=== ENTRIES SUPPLIED ===
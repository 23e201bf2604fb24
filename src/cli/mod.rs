//! CLI module for fixpilot
//!
//! Handles command-line argument parsing.

pub mod args;

pub use crate::telemetry::Verbosity;
pub use args::{Args, Commands, TrackCommand};
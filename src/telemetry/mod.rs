//! Logging setup for fixpilot
//!
//! Installs a tracing subscriber writing to stderr so reports printed on
//! stdout stay machine-readable. `RUST_LOG` overrides the level chosen from
//! the command-line verbosity.

use crate::errors::{FixError, Result};
use std::io;
use tracing::level_filters::LevelFilter;
use tracing_subscriber::layer::SubscriberExt;
use tracing_subscriber::util::SubscriberInitExt;
use tracing_subscriber::{EnvFilter, Layer};

/// Verbosity level
#[derive(Debug, Clone, Copy, PartialEq, Eq)]
pub enum Verbosity {
    Quiet,
    Normal,
    Verbose,
    VeryVerbose,
}

impl Verbosity {
    /// Convert to string representation
    pub fn as_str(&self) -> &'static str {
        match self {
            Verbosity::Quiet => "quiet",
            Verbosity::Normal => "normal",
            Verbosity::Verbose => "verbose",
            Verbosity::VeryVerbose => "very_verbose",
        }
    }

    /// Parse the configuration file spelling
    pub fn from_name(name: &str) -> Option<Self> {
        match name {
            "quiet" => Some(Verbosity::Quiet),
            "normal" => Some(Verbosity::Normal),
            "verbose" => Some(Verbosity::Verbose),
            "very_verbose" => Some(Verbosity::VeryVerbose),
            _ => None,
        }
    }

    /// Default log level when `RUST_LOG` is unset
    pub fn level(&self) -> LevelFilter {
        match self {
            Verbosity::Quiet => LevelFilter::ERROR,
            Verbosity::Normal => LevelFilter::WARN,
            Verbosity::Verbose => LevelFilter::INFO,
            Verbosity::VeryVerbose => LevelFilter::DEBUG,
        }
    }

    /// Whether human-readable summaries should be printed
    pub fn show_summary(&self) -> bool {
        !matches!(self, Verbosity::Quiet)
    }
}

/// Install the global subscriber
pub fn init(verbosity: Verbosity, json: bool) -> Result<()> {
    let filter = EnvFilter::builder()
        .with_default_directive(verbosity.level().into())
        .from_env_lossy();

    let layer = if json {
        tracing_subscriber::fmt::layer()
            .json()
            .with_writer(io::stderr)
            .with_target(true)
            .with_filter(filter)
            .boxed()
    } else {
        tracing_subscriber::fmt::layer()
            .with_writer(io::stderr)
            .with_target(false)
            .with_filter(filter)
            .boxed()
    };

    tracing_subscriber::registry()
        .with(layer)
        .try_init()
        .map_err(|e| FixError::Config(format!("Failed to initialize logging: {}", e)))
}

#[cfg(test)]
mod tests {
    use super::*;

    #[test]
    fn test_verbosity_names_roundtrip() {
        for verbosity in [
            Verbosity::Quiet,
            Verbosity::Normal,
            Verbosity::Verbose,
            Verbosity::VeryVerbose,
        ] {
            assert_eq!(Verbosity::from_name(verbosity.as_str()), Some(verbosity));
        }
        assert_eq!(Verbosity::from_name("loud"), None);
    }

    #[test]
    fn test_levels() {
        assert_eq!(Verbosity::Quiet.level(), LevelFilter::ERROR);
        assert_eq!(Verbosity::VeryVerbose.level(), LevelFilter::DEBUG);
        assert!(!Verbosity::Quiet.show_summary());
    }
}
//! One fix iteration end to end
//!
//! classify → propose → apply. Re-running the tests and recording the new
//! failure count is left to the caller.

use crate::applier::{ApplyReport, GuardedApplier};
use crate::classifier::{AnalysisReport, ProblemClassifier};
use crate::config::Config;
use crate::errors::Result;
use crate::proposer::{ProposalReport, RepositoryContext, SolutionProposer};
use crate::types::{FailureRecord, RejectedRecord};
use serde::{Deserialize, Serialize};
use std::path::Path;

/// Reports of every stage of one iteration
#[derive(Debug, Clone, Serialize, Deserialize)]
#[serde(rename_all = "camelCase")]
pub struct IterationReport {
    pub analysis: AnalysisReport,
    pub proposals: ProposalReport,
    pub apply: ApplyReport,
}

/// Classifier, proposer and applier wired to one repository
pub struct FixPipeline {
    classifier: ProblemClassifier,
    proposer: SolutionProposer,
    applier: GuardedApplier,
    threshold: f64,
}

impl FixPipeline {
    /// Create pipeline from its stages
    pub fn new(
        classifier: ProblemClassifier,
        proposer: SolutionProposer,
        applier: GuardedApplier,
        threshold: f64,
    ) -> Self {
        Self {
            classifier,
            proposer,
            applier,
            threshold,
        }
    }

    /// Build every stage from configuration for the repository at `root`
    pub fn from_config(root: &Path, config: &Config) -> Result<Self> {
        let repo = RepositoryContext::new(root, config.repository.clone());
        let proposer = SolutionProposer::new(repo)?;
        let applier = GuardedApplier::from_config(root, &config.apply, config.repository.clone())?;

        Ok(Self::new(
            ProblemClassifier::new(),
            proposer,
            applier,
            config.apply.confidence_threshold,
        ))
    }

    /// Override the confidence threshold
    pub fn with_threshold(mut self, threshold: f64) -> Self {
        self.threshold = threshold;
        self
    }

    /// Classify, propose and apply for one batch of failures
    pub fn run_iteration(&self, records: &[FailureRecord], rejected: Vec<RejectedRecord>) -> IterationReport {
        let mut analysis = self.classifier.analyze_all(records);
        analysis.rejected = rejected;

        let proposals = self.proposer.propose_all(&analysis.failures);
        let apply = self.applier.apply(&proposals.solutions, self.threshold);

        tracing::info!(
            failures = analysis.statistics.total,
            fixes = proposals.summary.total_fixes,
            applied = apply.summary.applied,
            "Iteration complete"
        );

        IterationReport {
            analysis,
            proposals,
            apply,
        }
    }
}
===
* **WHAT YOU HAVE TO DO**
In the entries above, find each line that includes the string "FixError" and copy it.

* **ANSWER BOX**
use crate::errors::{FixError, Result};
        .map_err(|e| FixError::Config(format!("Failed to initialize logging: {}", e)))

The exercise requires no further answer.